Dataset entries
######
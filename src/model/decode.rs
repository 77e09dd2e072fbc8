// 该文件是 Tianyan （天眼） 项目的一部分。
// src/model/decode.rs - 检测结果解码
//
// 本文件根据 Apache 许可证第 2.0 版（以下简称“许可证”）授权使用；
// 除非遵守该许可证条款，否则您不得使用本文件。
// 您可通过以下网址获取许可证副本：
// http://www.apache.org/licenses/LICENSE-2.0
// 除非适用法律要求或书面同意，根据本许可协议分发的软件均按“原样”提供，
// 不附带任何形式的明示或暗示的保证或条件。
// 有关许可权限与限制的具体条款，请参阅本许可协议。
//
// Copyright (C) 2026 Johann Li <me@qinka.pro>, Wareless Group

use thiserror::Error;
use tracing::debug;

use crate::model::{Detection, Prediction};

#[derive(Error, Debug, Clone, PartialEq, Eq)]
pub enum DecodeError {
  #[error("boxes 长度不匹配: 期望 {expected}, 实际 {actual}")]
  BoxesLength { expected: usize, actual: usize },
  #[error("classes 长度不匹配: 期望 {expected}, 实际 {actual}")]
  ClassesLength { expected: usize, actual: usize },
}

/// 按阈值筛选候选框。
///
/// 不做 NMS、不归一化、不裁剪，输出保持模型原有顺序。
/// 模型输出为 (y1, x1, y2, x2)，这里交换成 (x1, y1, x2, y2)。
pub fn decode(prediction: &Prediction, score_threshold: f32) -> Result<Vec<Detection>, DecodeError> {
  let n = prediction.len();
  if prediction.boxes.len() != 4 * n {
    return Err(DecodeError::BoxesLength {
      expected: 4 * n,
      actual: prediction.boxes.len(),
    });
  }
  if prediction.classes.len() != n {
    return Err(DecodeError::ClassesLength {
      expected: n,
      actual: prediction.classes.len(),
    });
  }

  let items = prediction
    .boxes
    .chunks_exact(4)
    .zip(&prediction.scores)
    .zip(&prediction.classes)
    .filter(|((_, score), _)| **score > score_threshold)
    .map(|((bbox, &score), &class_id)| Detection {
      class_id,
      score,
      y1: bbox[0],
      x1: bbox[1],
      y2: bbox[2],
      x2: bbox[3],
    })
    .collect::<Vec<_>>();

  debug!("{} 个候选框中 {} 个超过阈值 {}", n, items.len(), score_threshold);
  Ok(items)
}

#[cfg(test)]
mod tests {
  use super::*;
  use crate::model::PUBLICATION_THRESHOLD;

  fn three_box_prediction() -> Prediction {
    Prediction {
      boxes: vec![
        10.0, 20.0, 30.0, 40.0, 50.0, 60.0, 70.0, 80.0, 90.0, 100.0, 110.0, 120.0,
      ],
      scores: vec![0.95, 0.85, 0.99],
      classes: vec![5, 7, 2],
    }
  }

  #[test]
  fn keeps_boxes_above_threshold_in_order() {
    let items = decode(&three_box_prediction(), PUBLICATION_THRESHOLD).unwrap();
    assert_eq!(
      items,
      vec![
        Detection {
          class_id: 5,
          score: 0.95,
          x1: 20.0,
          y1: 10.0,
          x2: 40.0,
          y2: 30.0,
        },
        Detection {
          class_id: 2,
          score: 0.99,
          x1: 100.0,
          y1: 90.0,
          x2: 120.0,
          y2: 110.0,
        },
      ]
    );
  }

  #[test]
  fn threshold_is_strict() {
    let prediction = Prediction {
      boxes: vec![0.0; 8],
      scores: vec![0.9, 0.3],
      classes: vec![1, 1],
    };
    assert!(decode(&prediction, 0.9).unwrap().is_empty());
  }

  #[test]
  fn nan_scores_never_pass() {
    let prediction = Prediction {
      boxes: vec![0.0; 4],
      scores: vec![f32::NAN],
      classes: vec![0],
    };
    assert!(decode(&prediction, 0.0).unwrap().is_empty());
  }

  #[test]
  fn coordinates_swap_y_and_x() {
    let prediction = three_box_prediction();
    let items = decode(&prediction, 0.0).unwrap();
    assert_eq!(items.len(), prediction.len());
    for (i, item) in items.iter().enumerate() {
      let b = &prediction.boxes[4 * i..4 * i + 4];
      assert_eq!((item.x1, item.y1, item.x2, item.y2), (b[1], b[0], b[3], b[2]));
    }
  }

  #[test]
  fn decoding_is_pure() {
    let prediction = three_box_prediction();
    assert_eq!(
      decode(&prediction, PUBLICATION_THRESHOLD),
      decode(&prediction, PUBLICATION_THRESHOLD)
    );
  }

  #[test]
  fn empty_prediction_gives_empty_batch() {
    assert!(decode(&Prediction::default(), PUBLICATION_THRESHOLD).unwrap().is_empty());
  }

  #[test]
  fn length_mismatch_is_an_error() {
    let mut prediction = three_box_prediction();
    prediction.boxes.pop();
    assert_eq!(
      decode(&prediction, 0.5),
      Err(DecodeError::BoxesLength {
        expected: 12,
        actual: 11
      })
    );

    let mut prediction = three_box_prediction();
    prediction.classes.push(9);
    assert_eq!(
      decode(&prediction, 0.5),
      Err(DecodeError::ClassesLength {
        expected: 3,
        actual: 4
      })
    );
  }
}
######
Repeat the entries word for word. Skip none of them.

filename src/model/decode.rs
repository 77e09dd2e072fbc8
// 该文件是 Tianyan （天眼） 项目的一部分。
// src/model/decode.rs - 检测结果解码
//
// 本文件根据 Apache 许可证第 2.0 版（以下简称“许可证”）授权使用；
// 除非遵守该许可证条款，否则您不得使用本文件。
// 您可通过以下网址获取许可证副本：
// http://www.apache.org/licenses/LICENSE-2.0
// 除非适用法律要求或书面同意，根据本许可协议分发的软件均按“原样”提供，
// 不附带任何形式的明示或暗示的保证或条件。
// 有关许可权限与限制的具体条款，请参阅本许可协议。
//
// Copyright (C) 2026 Johann Li <me@qinka.pro>, Wareless Group

use thiserror::Error;
use tracing::debug;

use crate::model::{Detection, Prediction};

#[derive(Error, Debug, Clone, PartialEq, Eq)]
pub enum DecodeError {
  #[error("boxes 长度不匹配: 期望 {expected}, 实际 {actual}")]
  BoxesLength { expected: usize, actual: usize },
  #[error("classes 长度不匹配: 期望 {expected}, 实际 {actual}")]
  ClassesLength { expected: usize, actual: usize },
}

/// 按阈值筛选候选框。
///
/// 不做 NMS、不归一化、不裁剪，输出保持模型原有顺序。
/// 模型输出为 (y1, x1, y2, x2)，这里交换成 (x1, y1, x2, y2)。
pub fn decode(prediction: &Prediction, score_threshold: f32) -> Result<Vec<Detection>, DecodeError> {
  let n = prediction.len();
  if prediction.boxes.len() != 4 * n {
    return Err(DecodeError::BoxesLength {
      expected: 4 * n,
      actual: prediction.boxes.len(),
    });
  }
  if prediction.classes.len() != n {
    return Err(DecodeError::ClassesLength {
      expected: n,
      actual: prediction.classes.len(),
    });
  }

  let items = prediction
    .boxes
    .chunks_exact(4)
    .zip(&prediction.scores)
    .zip(&prediction.classes)
    .filter(|((_, score), _)| **score > score_threshold)
    .map(|((bbox, &score), &class_id)| Detection {
      class_id,
      score,
      y1: bbox[0],
      x1: bbox[1],
      y2: bbox[2],
      x2: bbox[3],
    })
    .collect::<Vec<_>>();

  debug!("{} 个候选框中 {} 个超过阈值 {}", n, items.len(), score_threshold);
  Ok(items)
}

#[cfg(test)]
mod tests {
  use super::*;
  use crate::model::PUBLICATION_THRESHOLD;

  fn three_box_prediction() -> Prediction {
    Prediction {
      boxes: vec![
        10.0, 20.0, 30.0, 40.0, 50.0, 60.0, 70.0, 80.0, 90.0, 100.0, 110.0, 120.0,
      ],
      scores: vec![0.95, 0.85, 0.99],
      classes: vec![5, 7, 2],
    }
  }

  #[test]
  fn keeps_boxes_above_threshold_in_order() {
    let items = decode(&three_box_prediction(), PUBLICATION_THRESHOLD).unwrap();
    assert_eq!(
      items,
      vec![
        Detection {
          class_id: 5,
          score: 0.95,
          x1: 20.0,
          y1: 10.0,
          x2: 40.0,
          y2: 30.0,
        },
        Detection {
          class_id: 2,
          score: 0.99,
          x1: 100.0,
          y1: 90.0,
          x2: 120.0,
          y2: 110.0,
        },
      ]
    );
  }

  #[test]
  fn threshold_is_strict() {
    let prediction = Prediction {
      boxes: vec![0.0; 8],
      scores: vec![0.9, 0.3],
      classes: vec![1, 1],
    };
    assert!(decode(&prediction, 0.9).unwrap().is_empty());
  }

  #[test]
  fn nan_scores_never_pass() {
    let prediction = Prediction {
      boxes: vec![0.0; 4],
      scores: vec![f32::NAN],
      classes: vec![0],
    };
    assert!(decode(&prediction, 0.0).unwrap().is_empty());
  }

  #[test]
  fn coordinates_swap_y_and_x() {
    let prediction = three_box_prediction();
    let items = decode(&prediction, 0.0).unwrap();
    assert_eq!(items.len(), prediction.len());
    for (i, item) in items.iter().enumerate() {
      let b = &prediction.boxes[4 * i..4 * i + 4];
      assert_eq!((item.x1, item.y1, item.x2, item.y2), (b[1], b[0], b[3], b[2]));
    }
  }

  #[test]
  fn decoding_is_pure() {
    let prediction = three_box_prediction();
    assert_eq!(
      decode(&prediction, PUBLICATION_THRESHOLD),
      decode(&prediction, PUBLICATION_THRESHOLD)
    );
  }

  #[test]
  fn empty_prediction_gives_empty_batch() {
    assert!(decode(&Prediction::default(), PUBLICATION_THRESHOLD).unwrap().is_empty());
  }

  #[test]
  fn length_mismatch_is_an_error() {
    let mut prediction = three_box_prediction();
    prediction.boxes.pop();
    assert_eq!(
      decode(&prediction, 0.5),
      Err(DecodeError::BoxesLength {
        expected: 12,
        actual: 11
      })
    );

    let mut prediction = three_box_prediction();
    prediction.classes.push(9);
    assert_eq!(
      decode(&prediction, 0.5),
      Err(DecodeError::ClassesLength {
        expected: 3,
        actual: 4
      })
    );
  }
}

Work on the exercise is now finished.